Some aspects of the legend of Danko echo the story of the Exodus, but while Moses, a harsh disciplinarian, is inspired by God, Danko is motivated by his "great love for the people" and is closer to the figure of Christ, Khanov argues, noting also that the story's structure may have to do with the notion of the World tree, Larra, Izergil and Danko representing its bottom, middle and top sections, respectively.
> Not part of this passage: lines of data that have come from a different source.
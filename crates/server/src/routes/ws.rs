//! Live order event stream.
//!
//! One websocket per open order view. The connection subscribes to the
//! order's room first and loads the snapshot second, so nothing committed
//! can fall between the two; clients treat item events as idempotent
//! upserts, which makes the overlap harmless.

use axum::extract::ws::{Message, WebSocket, WebSocketUpgrade};
use axum::extract::{Path, State};
use axum::response::Response;
use chrono::Utc;
use tokio::time::MissedTickBehavior;
use tower_sessions::Session;
use tracing::instrument;

use cartpool_core::{Identity, Item, Order, OrderId};

use crate::db::ItemRepository;
use crate::error::Result;
use crate::realtime::{ConnectionLifecycle, ConnectionState, SnapshotFrame};
use crate::services::IdentityService;
use crate::state::AppState;

use super::load_order;

/// Open the live event stream for an order.
///
/// GET /orders/{id}/ws
///
/// Identity is resolved from the session before the upgrade; whoever the
/// caller is at that moment is who the stream is filtered for, for the
/// whole life of the connection.
#[instrument(skip(state, session, upgrade), fields(order_id = %id))]
pub async fn stream(
    State(state): State<AppState>,
    session: Session,
    Path(id): Path<OrderId>,
    upgrade: WebSocketUpgrade,
) -> Result<Response> {
    let order = load_order(&state, id).await?;
    let identity = IdentityService::new(&session).resolve(&order).await?;
    Ok(upgrade.on_upgrade(move |socket| serve_connection(state, socket, order, identity)))
}

/// Drive one websocket from snapshot to close.
async fn serve_connection(state: AppState, mut socket: WebSocket, order: Order, identity: Identity) {
    let ws_config = state.config().ws;
    let mut lifecycle = ConnectionLifecycle::new(ws_config.client_timeout);
    let mut subscription = state.rooms().subscribe(order.id, identity.clone());

    let items = match ItemRepository::new(state.pool())
        .list_for_order(order.id)
        .await
    {
        Ok(items) => items,
        Err(error) => {
            tracing::error!(order_id = %order.id, %error, "failed to load snapshot items");
            let _ = socket.send(Message::Close(None)).await;
            return;
        }
    };

    let capabilities = state.capabilities(&identity, &order, Utc::now());
    let visible: Vec<Item> = items
        .into_iter()
        .filter(|item| capabilities.can_view_item(item))
        .collect();
    let capability_set = capabilities.summary();

    let snapshot = SnapshotFrame::new(
        subscription.joined_seq(),
        order.clone(),
        &identity,
        visible,
        capability_set,
    );
    let Ok(snapshot_json) = serde_json::to_string(&snapshot) else {
        tracing::error!(order_id = %order.id, "failed to serialize snapshot");
        return;
    };
    if socket.send(Message::Text(snapshot_json.into())).await.is_err() {
        return;
    }
    lifecycle.register();
    tracing::debug!(
        order_id = %order.id,
        connection_id = %subscription.connection_id(),
        joined_seq = subscription.joined_seq(),
        "stream registered"
    );

    let mut heartbeat = tokio::time::interval(ws_config.heartbeat_interval);
    heartbeat.set_missed_tick_behavior(MissedTickBehavior::Delay);
    heartbeat.tick().await;

    while lifecycle.state() == ConnectionState::Registered {
        tokio::select! {
            frame = subscription.recv() => match frame {
                Some(frame) => {
                    if socket.send(Message::Text(frame.as_ref().into())).await.is_err() {
                        lifecycle.close();
                    }
                }
                // The room dropped us: slow consumer eviction or a poisoned
                // room. Either way nothing more will arrive.
                None => lifecycle.drain(),
            },
            inbound = socket.recv() => match inbound {
                Some(Ok(Message::Close(_))) | None => lifecycle.drain(),
                Some(Ok(_)) => lifecycle.touch(),
                Some(Err(_)) => lifecycle.close(),
            },
            _ = heartbeat.tick() => {
                if lifecycle.expired() {
                    tracing::debug!(
                        order_id = %order.id,
                        connection_id = %subscription.connection_id(),
                        "evicting silent connection"
                    );
                    lifecycle.drain();
                } else if socket.send(Message::Ping(Vec::new().into())).await.is_err() {
                    lifecycle.close();
                }
            }
        }
    }

    // Dropping the subscription unsubscribes from the room; frames already
    // handed to the socket flush with the close handshake.
    drop(subscription);
    if lifecycle.state() == ConnectionState::Draining {
        let _ = socket.send(Message::Close(None)).await;
    }
    lifecycle.close();
    tracing::debug!(order_id = %order.id, "stream closed");
}
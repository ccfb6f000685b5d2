//! Business logic services.

pub mod export;
pub mod identity;

pub use export::{CsvExport, ExportGroup};
pub use identity::{IdentityService, IdentityState};
//! Cartpool server - group purchase coordination.
//!
//! This binary serves the JSON API and the per-order WebSocket event
//! streams on one port.
//!
//! # Architecture
//!
//! - Axum web framework, JSON in and out
//! - `SQLite` via sqlx for orders and items
//! - tower-sessions (`SQLite` store) for anonymous/guest/authenticated
//!   session state
//! - In-process broadcast rooms for live order updates; nothing realtime
//!   is durable
//!
//! # Security
//!
//! Authentication is delegated to a fronting reverse proxy; this binary
//! never sees credentials, only forwarded identity headers. Invite and
//! admin links are HMAC-signed and stateless.

#![cfg_attr(not(test), forbid(unsafe_code))]

use std::net::SocketAddr;

use sentry::integrations::tracing as sentry_tracing;
use tracing_subscriber::{layer::SubscriberExt, util::SubscriberInitExt};

use cartpool_server::{AppState, ServerConfig, db};

/// Initialize Sentry error tracking and return guard that must be kept alive.
fn init_sentry(config: &ServerConfig) -> Option<sentry::ClientInitGuard> {
    let dsn = config.sentry_dsn.as_ref()?;

    let guard = sentry::init((
        dsn.as_str(),
        sentry::ClientOptions {
            release: sentry::release_name!(),
            environment: Some(std::borrow::Cow::Owned(config.sentry_environment.clone())),
            sample_rate: config.sentry_sample_rate,
            traces_sample_rate: config.sentry_traces_sample_rate,
            attach_stacktrace: true,
            ..Default::default()
        },
    ));

    tracing::info!("Sentry initialized");
    Some(guard)
}

/// Filter tracing events to Sentry event types.
fn sentry_event_filter(metadata: &tracing::Metadata<'_>) -> sentry_tracing::EventFilter {
    match *metadata.level() {
        tracing::Level::ERROR | tracing::Level::WARN => sentry_tracing::EventFilter::Event,
        tracing::Level::INFO | tracing::Level::DEBUG => sentry_tracing::EventFilter::Breadcrumb,
        _ => sentry_tracing::EventFilter::Ignore,
    }
}

#[tokio::main]
async fn main() {
    // Load configuration from environment (needed for Sentry init)
    let config = ServerConfig::from_env().expect("Failed to load configuration");

    // Initialize Sentry (must be done before tracing subscriber)
    let _sentry_guard = init_sentry(&config);

    // Initialize tracing with EnvFilter and Sentry integration
    // Defaults to info level for our crate if RUST_LOG is not set
    let env_filter = tracing_subscriber::EnvFilter::try_from_default_env()
        .unwrap_or_else(|_| "cartpool_server=info,tower_http=debug".into());

    tracing_subscriber::registry()
        .with(env_filter)
        .with(tracing_subscriber::fmt::layer())
        .with(sentry_tracing::layer().event_filter(sentry_event_filter))
        .init();

    // Initialize database connection pool
    let pool = db::create_pool(&config.database_url)
        .await
        .expect("Failed to create database pool");
    tracing::info!("Database pool created");

    // NOTE: Migrations are NOT run automatically on startup.
    // Run them explicitly via: cargo run -p cartpool-cli -- migrate

    // Build application state
    let addr = config.socket_addr();
    let state = AppState::new(config, pool);

    // Reclaim broadcast rooms that have sat empty past the grace period
    let _reclaimer = state.rooms().spawn_reclaimer();

    // Session store migrates its own table inside `app`
    let app = cartpool_server::app(state)
        .await
        .expect("Failed to initialize session store");

    // Start server
    tracing::info!("cartpool listening on {}", addr);

    let listener = tokio::net::TcpListener::bind(addr)
        .await
        .expect("Failed to bind to address");

    // Connect info feeds the rate limiter's client-IP fallback
    axum::serve(
        listener,
        app.into_make_service_with_connect_info::<SocketAddr>(),
    )
    .with_graceful_shutdown(shutdown_signal())
    .await
    .expect("Server error");
}

/// Wait for shutdown signal (Ctrl+C or SIGTERM).
async fn shutdown_signal() {
    let ctrl_c = async {
        tokio::signal::ctrl_c()
            .await
            .expect("Failed to install Ctrl+C handler");
    };

    #[cfg(unix)]
    let terminate = async {
        tokio::signal::unix::signal(tokio::signal::unix::SignalKind::terminate())
            .expect("Failed to install signal handler")
            .recv()
            .await;
    };

    #[cfg(not(unix))]
    let terminate = std::future::pending::<()>();

    tokio::select! {
        () = ctrl_c => {},
        () = terminate => {},
    }

    tracing::info!("Shutdown signal received, starting graceful shutdown");
}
The Gorky biographer Pavel Basinsky stresses the importance of considering the early Gorky as a Nietzsche follower, something that the Soviet critics have made a point to overlook. Gorky himself in a 1912 article published by the Dagens Nyheter newspaper, cited August Strindberg as an influence and compared him with "the poet Danko". Another hero for Gorky was the Bulgarian poet Pencho Slaveykov. One of the latter's poems, "The Heart of Hearts", on the death of the English poet Percy Bysshe Shelley, might have influenced the young Gorky too. Irina Yeryomina also sees the two images, of Danko who wished his heart to "burn brighter than the Sun" and Shelley, consumed by the storm, as directly linked.

The story of the youth with a flaming heart might have had to do with the image of Prometheus, according to Svetlana Guiss. Khanov agrees, stating that the associations with Jesus and Prometheus could be seen as one for Gorky considered the myth of Prometheus, "as being, in a distorted form, hidden in the story of Christ". Irina Yeryomina, notes that Gorky, as "fire worshipper" himself, knew well Empedocles's On Nature from which he drew some influence too.